_Extracted records_
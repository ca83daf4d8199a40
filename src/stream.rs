// SPDX-License-Identifier: MIT
// SPDX-FileCopyrightText: 2025-2026 ringmem-ipc contributors
//
// Byte-stream facade over `CircularBuffer` (component C5, `MessageStream`):
// enforces per-direction mutual exclusion via `NamedSpin` and exposes
// `read`/`write` with configurable timeouts.

use std::time::{Duration, Instant};

use crate::error::IpcError;
use crate::ring::CircularBuffer;
use crate::spin::{NamedSpin, DEFAULT_ACQUIRE_TIMEOUT_MS};

/// Default per-direction read/write timeout (spec §6).
pub const DEFAULT_IO_TIMEOUT_MS: u64 = 1000;

/// Tunable knobs for a `MessageStream`; defaults match spec §6's recognized
/// configuration set.
#[derive(Debug, Clone, Copy)]
pub struct StreamConfig {
    pub read_timeout_ms: u64,
    pub write_timeout_ms: u64,
    pub spin_acquire_timeout_ms: u64,
}

impl Default for StreamConfig {
    fn default() -> Self {
        Self {
            read_timeout_ms: DEFAULT_IO_TIMEOUT_MS,
            write_timeout_ms: DEFAULT_IO_TIMEOUT_MS,
            spin_acquire_timeout_ms: DEFAULT_ACQUIRE_TIMEOUT_MS,
        }
    }
}

impl StreamConfig {
    pub fn with_read_timeout(mut self, d: Duration) -> Self {
        self.read_timeout_ms = d.as_millis() as u64;
        self
    }

    pub fn with_write_timeout(mut self, d: Duration) -> Self {
        self.write_timeout_ms = d.as_millis() as u64;
        self
    }

    pub fn with_spin_acquire_timeout(mut self, d: Duration) -> Self {
        self.spin_acquire_timeout_ms = d.as_millis() as u64;
        self
    }
}

/// A byte-stream adapter over one `CircularBuffer`, owning two spin names
/// (`<name>_read`, `<name>_write`) so independent streams never contend on
/// the same `NamedSpin` entry.
pub struct MessageStream {
    buffer: CircularBuffer,
    spin: NamedSpin,
    read_spin_name: String,
    write_spin_name: String,
    config: StreamConfig,
}

impl MessageStream {
    pub fn open_or_create(
        name: &str,
        node_count: u32,
        node_size: u32,
        config: StreamConfig,
    ) -> Result<Self, IpcError> {
        let buffer = CircularBuffer::open_or_create(name, node_count, node_size)?;
        Ok(Self {
            buffer,
            spin: NamedSpin::new(),
            read_spin_name: format!("{name}_read"),
            write_spin_name: format!("{name}_write"),
            config,
        })
    }

    pub fn from_buffer(buffer: CircularBuffer, config: StreamConfig) -> Self {
        let read_spin_name = format!("{}_read", buffer.name());
        let write_spin_name = format!("{}_write", buffer.name());
        Self {
            buffer,
            spin: NamedSpin::new(),
            read_spin_name,
            write_spin_name,
            config,
        }
    }

    /// Writes all of `buf`, acquiring the write spin for the duration of
    /// the call. Loops on `CircularBuffer::write` until every byte is
    /// written, the buffer reports closed, or `write_timeout_ms` elapses.
    pub fn write(&self, buf: &[u8]) -> Result<(), IpcError> {
        let _guard = self
            .spin
            .scoped(&self.write_spin_name, self.config.spin_acquire_timeout_ms)
            .ok_or_else(|| IpcError::Timeout {
                name: self.write_spin_name.clone(),
                timeout_ms: self.config.spin_acquire_timeout_ms,
            })?;

        let deadline = Instant::now() + Duration::from_millis(self.config.write_timeout_ms);
        let mut written = 0usize;
        while written < buf.len() {
            let remaining_ms = deadline.saturating_duration_since(Instant::now()).as_millis() as u64;
            match self.buffer.write(&buf[written..], remaining_ms.max(1)) {
                Ok(n) => {
                    written += n as usize;
                    if n == 0 && Instant::now() >= deadline {
                        return Err(IpcError::Timeout {
                            name: self.buffer.name().to_string(),
                            timeout_ms: self.config.write_timeout_ms,
                        });
                    }
                }
                Err(e) => return Err(e),
            }
        }
        Ok(())
    }

    /// Fills `buf` entirely, acquiring the read spin for the duration of
    /// the call. Zero bytes from one underlying `read` call on an open
    /// buffer is a legal "no data yet" outcome; this loops until `buf` is
    /// full, the buffer closes, or `read_timeout_ms` elapses overall.
    pub fn read(&self, buf: &mut [u8]) -> Result<(), IpcError> {
        let _guard = self
            .spin
            .scoped(&self.read_spin_name, self.config.spin_acquire_timeout_ms)
            .ok_or_else(|| IpcError::Timeout {
                name: self.read_spin_name.clone(),
                timeout_ms: self.config.spin_acquire_timeout_ms,
            })?;

        let deadline = Instant::now() + Duration::from_millis(self.config.read_timeout_ms);
        let mut filled = 0usize;
        while filled < buf.len() {
            let remaining_ms = deadline.saturating_duration_since(Instant::now()).as_millis() as u64;
            match self.buffer.read(&mut buf[filled..], remaining_ms.max(1)) {
                Ok(n) => {
                    filled += n as usize;
                    if n == 0 && Instant::now() >= deadline {
                        return Err(IpcError::Timeout {
                            name: self.buffer.name().to_string(),
                            timeout_ms: self.config.read_timeout_ms,
                        });
                    }
                }
                Err(e) => return Err(e),
            }
        }
        Ok(())
    }

    /// No-op: the ring advances cursors on every node, there is no
    /// separate buffered-write state to force out.
    pub fn flush(&self) {}

    pub fn close(&self) {
        self.buffer.close();
    }

    /// O1: returns `true` iff the underlying buffer is closed (the
    /// source's inverted `!ShuttingDown` reading is not replicated).
    pub fn is_closed(&self) -> bool {
        self.buffer.is_closed()
    }

    /// O2: best-effort, non-blocking hint that the ring has fully drained
    /// back to empty. Never required for correctness.
    pub fn drain_hint(&self) -> bool {
        self.buffer.free_node_count() == self.buffer.node_count() - 1
    }

    pub fn name(&self) -> &str {
        self.buffer.name()
    }
}

#[cfg(test)]
mod tests {
    use super::*;

    fn unique_name(prefix: &str) -> String {
        use std::sync::atomic::{AtomicUsize, Ordering};
        static COUNTER: AtomicUsize = AtomicUsize::new(0);
        format!(
            "/ringmem_stream_test_{prefix}_{}_{}",
            std::process::id(),
            COUNTER.fetch_add(1, Ordering::Relaxed)
        )
    }

    #[test]
    fn write_then_read_round_trip() {
        let name = unique_name("s1");
        let stream = MessageStream::open_or_create(&name, 512, 32, StreamConfig::default()).unwrap();
        stream.write(b"This is a test !").unwrap();
        let mut dst = vec![0u8; "This is a test !".len()];
        stream.read(&mut dst).unwrap();
        assert_eq!(dst, b"This is a test !");
        stream.close();
    }

    #[test]
    fn close_propagates_to_buffer() {
        let name = unique_name("s2");
        let stream = MessageStream::open_or_create(&name, 4, 8, StreamConfig::default()).unwrap();
        stream.close();
        assert!(stream.is_closed());
    }
}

_Work to complete_
Only the lines that contain the word "every" should be copied from the material.

_Output for this exercise_
    /// the call. Loops on `CircularBuffer::write` until every byte is
    /// No-op: the ring advances cursors on every node, there is no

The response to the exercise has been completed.